A Lei nº 2.083/1953 estruturou juridicamente a liberdade de imprensa no Brasil ao mesmo tempo em que estabeleceu mecanismos de responsabilização, controle editorial e limites à circulação de conteúdos considerados ofensivos, subversivos ou moralmente inadequados. O texto revela uma visão de comunicação marcada pela tensão entre garantia de expressão pública e preservação da ordem política e social.
E daí?
Esse fenômeno influencia até hoje os debates sobre regulação das plataformas digitais, desinformação, responsabilização de conteúdos, liberdade de expressão e papel social da mídia.
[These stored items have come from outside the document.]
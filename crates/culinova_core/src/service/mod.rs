//! Core use-case services.
//!
//! # Responsibility
//! - Orchestrate repository calls into use-case level APIs.
//! - Keep UI/FFI layers decoupled from storage details.

pub mod recipe_service;
pub mod session_service;
pub mod social_service;
pub mod step_service;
A comunicação institucional passa a operar em um ambiente cada vez mais complexo, no qual transparência, direito à informação, moderação de conteúdos e proteção democrática convivem com disputas sobre censura, autoridade informacional e governança digital. Para instituições públicas e educacionais, cresce a necessidade de desenvolver competências relacionadas à ética comunicacional, mediação de conflitos informacionais e construção de confiança pública.
O que muda?
Mudam os critérios de legitimidade da comunicação pública e jornalística, ampliando a exigência de transparência, rastreabilidade, responsabilidade editorial e mecanismos de resposta social. A lógica tradicional da imprensa centralizada evolui para ecossistemas digitais descentralizados, onde múltiplos atores produzem informação em tempo real. Instituições passam a demandar políticas mais sofisticadas de comunicação, combate à desinformação, gestão reputacional e educação midiática, além de novas formas de regulação e governança da circulação informacional.